START INFORMATION GIVEN

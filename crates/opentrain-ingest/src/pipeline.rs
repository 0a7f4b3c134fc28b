//! Batch ingestor: reset, then stream a stop file into the session

use indicatif::{ProgressBar, ProgressStyle};
use std::path::Path;
use std::time::Instant;
use tokio::fs::File;
use tokio::io::{AsyncBufReadExt, BufReader};
use tracing::{debug, info};

use crate::config::{IngestConfig, DEFAULT_COMMIT_EVERY};
use crate::error::{IngestError, RecordError, Result};
use crate::parser::parse_line;
use crate::schema::{ResetReport, SchemaManager};
use crate::session::Session;
use opentrain_common::OpentrainError;

/// Per-run knobs
#[derive(Debug, Clone, PartialEq, Eq)]
pub struct IngestOptions {
    /// Rows staged between commits; must be non-zero
    pub commit_every: usize,
    /// Stop after this many lines
    pub max_lines: Option<usize>,
    /// Draw a terminal progress bar
    pub show_progress: bool,
}

impl Default for IngestOptions {
    fn default() -> Self {
        Self {
            commit_every: DEFAULT_COMMIT_EVERY,
            max_lines: None,
            show_progress: false,
        }
    }
}

impl IngestOptions {
    pub fn from_config(config: &IngestConfig) -> Self {
        Self {
            commit_every: config.commit_every,
            max_lines: config.max_lines,
            ..Self::default()
        }
    }

    pub fn with_commit_every(mut self, commit_every: usize) -> Self {
        self.commit_every = commit_every;
        self
    }

    pub fn with_max_lines(mut self, max_lines: usize) -> Self {
        self.max_lines = Some(max_lines);
        self
    }

    pub fn with_progress(mut self, show_progress: bool) -> Self {
        self.show_progress = show_progress;
        self
    }
}

/// Outcome of a completed run
#[derive(Debug, Clone, Copy, Default, PartialEq, Eq)]
pub struct IngestReport {
    pub lines_read: usize,
    pub rows_written: u64,
    /// Commits that wrote at least one row
    pub batches: usize,
    pub reset: ResetReport,
}

/// Reset the schema, then load every line of `path` through `session`
///
/// A malformed line aborts the run. Batches committed before it stay
/// durable; the staged partial batch is dropped.
pub async fn ingest<M, S>(
    path: &Path,
    schema: &mut M,
    session: &mut S,
    options: &IngestOptions,
) -> Result<IngestReport>
where
    M: SchemaManager + ?Sized,
    S: Session + ?Sized,
{
    if options.commit_every == 0 {
        return Err(OpentrainError::config("commit_every must be greater than 0").into());
    }

    let start = Instant::now();
    info!(path = %path.display(), "Resetting schema");
    let reset = schema.reset().await?;

    let total_lines = count_lines(path).await?;
    let row_count = options
        .max_lines
        .map_or(total_lines, |cap| total_lines.min(cap));
    info!(total_lines, row_count, "Counted input lines");

    let pb = progress_bar(row_count, options.show_progress);

    let file = File::open(path).await.map_err(IngestError::io(path))?;
    let mut reader = BufReader::new(file);
    let mut buf = Vec::new();

    let mut report = IngestReport {
        reset,
        ..IngestReport::default()
    };
    let mut count = 0usize;

    loop {
        buf.clear();
        let read = reader
            .read_until(b'\n', &mut buf)
            .await
            .map_err(IngestError::io(path))?;
        if read == 0 {
            break;
        }

        count += 1;
        if options.max_lines.is_some_and(|cap| count > cap) {
            break;
        }

        let stop = std::str::from_utf8(&buf)
            .map_err(RecordError::Encoding)
            .and_then(parse_line)
            .map_err(|source| IngestError::MalformedRecord { line: count, source })?;
        session.stage(stop);
        report.lines_read = count;

        if count % options.commit_every == 0 {
            flush(session, &mut report).await?;

            let percent = count * 100 / row_count.max(1);
            info!(rows = count, row_count, percent, "Progress");
            pb.set_position(count as u64);
        }
    }

    flush(session, &mut report).await?;
    pb.finish_and_clear();

    info!(
        lines = report.lines_read,
        rows = report.rows_written,
        batches = report.batches,
        elapsed_secs = start.elapsed().as_secs_f64(),
        "Done all"
    );

    Ok(report)
}

async fn flush<S: Session + ?Sized>(session: &mut S, report: &mut IngestReport) -> Result<()> {
    let written = session.commit().await?;
    if written > 0 {
        report.rows_written += written;
        report.batches += 1;
        debug!(batch = report.batches, rows = written, "Batch committed");
    }
    Ok(())
}

fn progress_bar(len: usize, visible: bool) -> ProgressBar {
    if !visible {
        return ProgressBar::hidden();
    }

    let pb = ProgressBar::new(len as u64);
    pb.set_style(
        ProgressStyle::default_bar()
            .template("{spinner:.green} [{elapsed_precise}] [{wide_bar:.cyan/blue}] {pos}/{len} rows ({percent}%, {eta})")
            .unwrap_or_else(|_| ProgressStyle::default_bar())
            .progress_chars("#>-"),
    );
    pb
}

/// Number of lines in `path`; a final line without a newline still counts
pub async fn count_lines(path: &Path) -> Result<usize> {
    let file = File::open(path).await.map_err(IngestError::io(path))?;
    let mut reader = BufReader::new(file);
    let mut count = 0;
    let mut last_byte = None;

    loop {
        let buf = reader.fill_buf().await.map_err(IngestError::io(path))?;
        if buf.is_empty() {
            break;
        }
        count += buf.iter().filter(|&&b| b == b'\n').count();
        last_byte = buf.last().copied();
        let len = buf.len();
        reader.consume(len);
    }

    if last_byte.is_some_and(|b| b != b'\n') {
        count += 1;
    }
    Ok(count)
}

END INFORMATION GIVEN

> [HOW TO COMPLETE THIS TASK]:
Every line from the line containing "let row_count = options" through the line containing "let pb = progress_bar(row_count, options.show_progress);" in the records above must be retyped exactly. Leave out the rest.

> [SOLUTION BELOW]:
    let row_count = options
        .max_lines
        .map_or(total_lines, |cap| total_lines.min(cap));
    info!(total_lines, row_count, "Counted input lines");

    let pb = progress_bar(row_count, options.show_progress);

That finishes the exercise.